Data to examine
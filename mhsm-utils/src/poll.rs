//! The poll-step contract, the poll-until-done driver, and the concrete
//! pollers for module purge, security-domain download, and key recovery.
//!
//! A poller is one repeatable probe; the driver owns the loop. Failure is
//! never a poll status: it travels on the error channel only, and the
//! driver's deadline bounds how long `InProgress` may go on.

use async_trait::async_trait;
use mhsm_agent::{Agent, AgentError};
use std::time::Duration;
use tokio::time::{sleep, Instant};
use tracing::{debug, warn};

/// Terminal-or-not outcome of a single probe.
#[derive(Debug, Clone, Copy, PartialEq, Eq)]
pub enum PollStatus {
    /// The awaited condition has not been reached yet.
    InProgress,
    /// The awaited condition holds.
    Succeeded,
}

/// One probe observation plus how long the driver should wait before the
/// next one.
#[derive(Debug, Clone, Copy)]
pub struct PollResult {
    /// Whether the awaited condition has been reached.
    pub status: PollStatus,
    /// The pause the poller recommends before the next probe.
    pub recommended_interval: Duration,
}

impl PollResult {
    /// A non-terminal observation with the given re-probe recommendation.
    pub fn in_progress(recommended_interval: Duration) -> Self {
        Self {
            status: PollStatus::InProgress,
            recommended_interval,
        }
    }

    /// A terminal observation.
    pub fn succeeded() -> Self {
        Self {
            status: PollStatus::Succeeded,
            recommended_interval: Duration::ZERO,
        }
    }
}

/// A single repeatable probe against remote state.
#[async_trait]
pub trait Poller {
    /// Names the awaited condition; used in timeout errors.
    fn description(&self) -> String;

    /// Performs one probe.
    async fn probe(&mut self) -> Result<PollResult, AgentError>;
}

/// Consecutive transport drops the driver tolerates by default before giving
/// up.
pub const DEFAULT_TRANSPORT_FAILURE_TOLERANCE: u32 = 3;

/// Pause before re-probing after a tolerated transport drop.
const TRANSPORT_RETRY_INTERVAL: Duration = Duration::from_secs(5);

/// Drives a [`Poller`] until it reports success, the deadline elapses, or an
/// error surfaces.
///
/// Transport failures are tolerated up to `transport_failure_tolerance`
/// consecutive occurrences (a successful probe resets the count), so a
/// single dropped connection does not abort a long wait. Pass `0` for
/// conditions where a transport failure is itself conclusive.
pub async fn poll_until_done<P>(
    poller: &mut P,
    transport_failure_tolerance: u32,
    deadline: Instant,
) -> Result<(), AgentError>
where
    P: Poller + Send,
{
    let mut consecutive_transport_failures = 0u32;
    loop {
        let interval = match poller.probe().await {
            Ok(PollResult {
                status: PollStatus::Succeeded,
                ..
            }) => return Ok(()),
            Ok(PollResult {
                recommended_interval,
                ..
            }) => {
                consecutive_transport_failures = 0;
                recommended_interval
            }
            Err(AgentError::Transport(source)) => {
                consecutive_transport_failures += 1;
                if consecutive_transport_failures > transport_failure_tolerance {
                    return Err(AgentError::Transport(source));
                }
                warn!(
                    failures = consecutive_transport_failures,
                    "transient transport failure while polling"
                );
                TRANSPORT_RETRY_INTERVAL
            }
            Err(e) => return Err(e),
        };
        if Instant::now() >= deadline {
            return Err(AgentError::Timeout {
                description: poller.description(),
            });
        }
        sleep(interval).await;
    }
}

/// Management-plane capability the module purge poller needs: the
/// recently-deleted listing and the purge call itself. The management API is
/// an external collaborator; implementations adapt whatever client the
/// caller already has.
#[async_trait]
pub trait ModulePurge {
    /// Whether the module still appears in the recently-deleted listing.
    async fn is_listed_as_deleted(&self) -> Result<bool, AgentError>;

    /// Issues the purge call (again).
    async fn purge(&self) -> Result<(), AgentError>;
}

/// An apparently ignored purge is re-issued after this long. The upstream
/// service has been observed to silently drop the initial purge call.
const PURGE_REISSUE_GATE: Duration = Duration::from_secs(60);

const PURGE_PROBE_INTERVAL: Duration = Duration::from_secs(10);

/// Waits for a purged module to disappear from the recently-deleted listing,
/// re-issuing the purge whenever the gate elapses without progress.
#[derive(Debug)]
pub struct ModulePurgePoller<C> {
    client: C,
    module_name: String,
    last_attempt: Instant,
}

impl<C> ModulePurgePoller<C> {
    /// Starts the poller right after the caller issued the initial purge;
    /// the re-issue gate is armed from now.
    pub fn new(client: C, module_name: impl Into<String>) -> Self {
        Self {
            client,
            module_name: module_name.into(),
            last_attempt: Instant::now(),
        }
    }
}

#[async_trait]
impl<C> Poller for ModulePurgePoller<C>
where
    C: ModulePurge + Send + Sync,
{
    fn description(&self) -> String {
        format!(
            "module {} to disappear from the recently-deleted listing",
            self.module_name
        )
    }

    async fn probe(&mut self) -> Result<PollResult, AgentError> {
        if !self.client.is_listed_as_deleted().await? {
            return Ok(PollResult::succeeded());
        }
        if self.last_attempt.elapsed() >= PURGE_REISSUE_GATE {
            warn!(
                module = %self.module_name,
                "purge appears to have been dropped upstream, re-issuing"
            );
            self.client.purge().await?;
            self.last_attempt = Instant::now();
        }
        Ok(PollResult::in_progress(PURGE_PROBE_INTERVAL))
    }
}

/// Sentinel the service reports once a security-domain transfer is fully
/// applied.
const DOWNLOAD_SUCCESS_SENTINEL: &str = "Success";

const DOWNLOAD_PROBE_INTERVAL: Duration = Duration::from_secs(5);

/// Waits for an in-flight security-domain transfer to be fully applied.
/// There is no failure sentinel; exhaustion is the caller's deadline.
#[derive(Debug)]
pub struct DownloadPoller<'agent> {
    agent: &'agent Agent,
}

impl<'agent> DownloadPoller<'agent> {
    /// Binds the poller to the module whose transfer is in flight.
    pub fn new(agent: &'agent Agent) -> Self {
        Self { agent }
    }
}

#[async_trait]
impl Poller for DownloadPoller<'_> {
    fn description(&self) -> String {
        format!(
            "security domain download on {} to complete",
            self.agent.endpoint()
        )
    }

    async fn probe(&mut self) -> Result<PollResult, AgentError> {
        let pending = self.agent.security_domain_download_pending().await?;
        if pending.status == DOWNLOAD_SUCCESS_SENTINEL {
            Ok(PollResult::succeeded())
        } else {
            debug!(status = %pending.status, "security domain transfer still pending");
            Ok(PollResult::in_progress(DOWNLOAD_PROBE_INTERVAL))
        }
    }
}

const RECOVERY_PROBE_INTERVAL: Duration = Duration::from_secs(5);

/// Waits for a recovered key to answer at its live address again. Existence
/// is the proof: the first successful read ends the wait, whatever the key's
/// attributes say. Drive this with a transport-failure tolerance of zero;
/// a network failure here is conclusive, not pending.
#[derive(Debug)]
pub struct KeyRecoveryPoller<'agent> {
    agent: &'agent Agent,
    name: String,
}

impl<'agent> KeyRecoveryPoller<'agent> {
    /// Binds the poller to the key being recovered.
    pub fn new(agent: &'agent Agent, name: impl Into<String>) -> Self {
        Self {
            agent,
            name: name.into(),
        }
    }
}

#[async_trait]
impl Poller for KeyRecoveryPoller<'_> {
    fn description(&self) -> String {
        format!(
            "key {} to reappear on {}",
            self.name,
            self.agent.endpoint()
        )
    }

    async fn probe(&mut self) -> Result<PollResult, AgentError> {
        match self.agent.get_key(&self.name, None).await {
            Ok(_) => Ok(PollResult::succeeded()),
            Err(AgentError::NotFound { .. }) => {
                Ok(PollResult::in_progress(RECOVERY_PROBE_INTERVAL))
            }
            Err(e) => Err(e),
        }
    }
}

What is needed
Repeat the entries above exactly, leaving nothing out.

Response to this task
filename mhsm-utils/src/poll.rs
//! The poll-step contract, the poll-until-done driver, and the concrete
//! pollers for module purge, security-domain download, and key recovery.
//!
//! A poller is one repeatable probe; the driver owns the loop. Failure is
//! never a poll status: it travels on the error channel only, and the
//! driver's deadline bounds how long `InProgress` may go on.

use async_trait::async_trait;
use mhsm_agent::{Agent, AgentError};
use std::time::Duration;
use tokio::time::{sleep, Instant};
use tracing::{debug, warn};

/// Terminal-or-not outcome of a single probe.
#[derive(Debug, Clone, Copy, PartialEq, Eq)]
pub enum PollStatus {
    /// The awaited condition has not been reached yet.
    InProgress,
    /// The awaited condition holds.
    Succeeded,
}

/// One probe observation plus how long the driver should wait before the
/// next one.
#[derive(Debug, Clone, Copy)]
pub struct PollResult {
    /// Whether the awaited condition has been reached.
    pub status: PollStatus,
    /// The pause the poller recommends before the next probe.
    pub recommended_interval: Duration,
}

impl PollResult {
    /// A non-terminal observation with the given re-probe recommendation.
    pub fn in_progress(recommended_interval: Duration) -> Self {
        Self {
            status: PollStatus::InProgress,
            recommended_interval,
        }
    }

    /// A terminal observation.
    pub fn succeeded() -> Self {
        Self {
            status: PollStatus::Succeeded,
            recommended_interval: Duration::ZERO,
        }
    }
}

/// A single repeatable probe against remote state.
#[async_trait]
pub trait Poller {
    /// Names the awaited condition; used in timeout errors.
    fn description(&self) -> String;

    /// Performs one probe.
    async fn probe(&mut self) -> Result<PollResult, AgentError>;
}

/// Consecutive transport drops the driver tolerates by default before giving
/// up.
pub const DEFAULT_TRANSPORT_FAILURE_TOLERANCE: u32 = 3;

/// Pause before re-probing after a tolerated transport drop.
const TRANSPORT_RETRY_INTERVAL: Duration = Duration::from_secs(5);

/// Drives a [`Poller`] until it reports success, the deadline elapses, or an
/// error surfaces.
///
/// Transport failures are tolerated up to `transport_failure_tolerance`
/// consecutive occurrences (a successful probe resets the count), so a
/// single dropped connection does not abort a long wait. Pass `0` for
/// conditions where a transport failure is itself conclusive.
pub async fn poll_until_done<P>(
    poller: &mut P,
    transport_failure_tolerance: u32,
    deadline: Instant,
) -> Result<(), AgentError>
where
    P: Poller + Send,
{
    let mut consecutive_transport_failures = 0u32;
    loop {
        let interval = match poller.probe().await {
            Ok(PollResult {
                status: PollStatus::Succeeded,
                ..
            }) => return Ok(()),
            Ok(PollResult {
                recommended_interval,
                ..
            }) => {
                consecutive_transport_failures = 0;
                recommended_interval
            }
            Err(AgentError::Transport(source)) => {
                consecutive_transport_failures += 1;
                if consecutive_transport_failures > transport_failure_tolerance {
                    return Err(AgentError::Transport(source));
                }
                warn!(
                    failures = consecutive_transport_failures,
                    "transient transport failure while polling"
                );
                TRANSPORT_RETRY_INTERVAL
            }
            Err(e) => return Err(e),
        };
        if Instant::now() >= deadline {
            return Err(AgentError::Timeout {
                description: poller.description(),
            });
        }
        sleep(interval).await;
    }
}

/// Management-plane capability the module purge poller needs: the
/// recently-deleted listing and the purge call itself. The management API is
/// an external collaborator; implementations adapt whatever client the
/// caller already has.
#[async_trait]
pub trait ModulePurge {
    /// Whether the module still appears in the recently-deleted listing.
    async fn is_listed_as_deleted(&self) -> Result<bool, AgentError>;

    /// Issues the purge call (again).
    async fn purge(&self) -> Result<(), AgentError>;
}

/// An apparently ignored purge is re-issued after this long. The upstream
/// service has been observed to silently drop the initial purge call.
const PURGE_REISSUE_GATE: Duration = Duration::from_secs(60);

const PURGE_PROBE_INTERVAL: Duration = Duration::from_secs(10);

/// Waits for a purged module to disappear from the recently-deleted listing,
/// re-issuing the purge whenever the gate elapses without progress.
#[derive(Debug)]
pub struct ModulePurgePoller<C> {
    client: C,
    module_name: String,
    last_attempt: Instant,
}

impl<C> ModulePurgePoller<C> {
    /// Starts the poller right after the caller issued the initial purge;
    /// the re-issue gate is armed from now.
    pub fn new(client: C, module_name: impl Into<String>) -> Self {
        Self {
            client,
            module_name: module_name.into(),
            last_attempt: Instant::now(),
        }
    }
}

#[async_trait]
impl<C> Poller for ModulePurgePoller<C>
where
    C: ModulePurge + Send + Sync,
{
    fn description(&self) -> String {
        format!(
            "module {} to disappear from the recently-deleted listing",
            self.module_name
        )
    }

    async fn probe(&mut self) -> Result<PollResult, AgentError> {
        if !self.client.is_listed_as_deleted().await? {
            return Ok(PollResult::succeeded());
        }
        if self.last_attempt.elapsed() >= PURGE_REISSUE_GATE {
            warn!(
                module = %self.module_name,
                "purge appears to have been dropped upstream, re-issuing"
            );
            self.client.purge().await?;
            self.last_attempt = Instant::now();
        }
        Ok(PollResult::in_progress(PURGE_PROBE_INTERVAL))
    }
}

/// Sentinel the service reports once a security-domain transfer is fully
/// applied.
const DOWNLOAD_SUCCESS_SENTINEL: &str = "Success";

const DOWNLOAD_PROBE_INTERVAL: Duration = Duration::from_secs(5);

/// Waits for an in-flight security-domain transfer to be fully applied.
/// There is no failure sentinel; exhaustion is the caller's deadline.
#[derive(Debug)]
pub struct DownloadPoller<'agent> {
    agent: &'agent Agent,
}

impl<'agent> DownloadPoller<'agent> {
    /// Binds the poller to the module whose transfer is in flight.
    pub fn new(agent: &'agent Agent) -> Self {
        Self { agent }
    }
}

#[async_trait]
impl Poller for DownloadPoller<'_> {
    fn description(&self) -> String {
        format!(
            "security domain download on {} to complete",
            self.agent.endpoint()
        )
    }

    async fn probe(&mut self) -> Result<PollResult, AgentError> {
        let pending = self.agent.security_domain_download_pending().await?;
        if pending.status == DOWNLOAD_SUCCESS_SENTINEL {
            Ok(PollResult::succeeded())
        } else {
            debug!(status = %pending.status, "security domain transfer still pending");
            Ok(PollResult::in_progress(DOWNLOAD_PROBE_INTERVAL))
        }
    }
}

const RECOVERY_PROBE_INTERVAL: Duration = Duration::from_secs(5);

/// Waits for a recovered key to answer at its live address again. Existence
/// is the proof: the first successful read ends the wait, whatever the key's
/// attributes say. Drive this with a transport-failure tolerance of zero;
/// a network failure here is conclusive, not pending.
#[derive(Debug)]
pub struct KeyRecoveryPoller<'agent> {
    agent: &'agent Agent,
    name: String,
}

impl<'agent> KeyRecoveryPoller<'agent> {
    /// Binds the poller to the key being recovered.
    pub fn new(agent: &'agent Agent, name: impl Into<String>) -> Self {
        Self {
            agent,
            name: name.into(),
        }
    }
}

#[async_trait]
impl Poller for KeyRecoveryPoller<'_> {
    fn description(&self) -> String {
        format!(
            "key {} to reappear on {}",
            self.name,
            self.agent.endpoint()
        )
    }

    async fn probe(&mut self) -> Result<PollResult, AgentError> {
        match self.agent.get_key(&self.name, None).await {
            Ok(_) => Ok(PollResult::succeeded()),
            Err(AgentError::NotFound { .. }) => {
                Ok(PollResult::in_progress(RECOVERY_PROBE_INTERVAL))
            }
            Err(e) => Err(e),
        }
    }
}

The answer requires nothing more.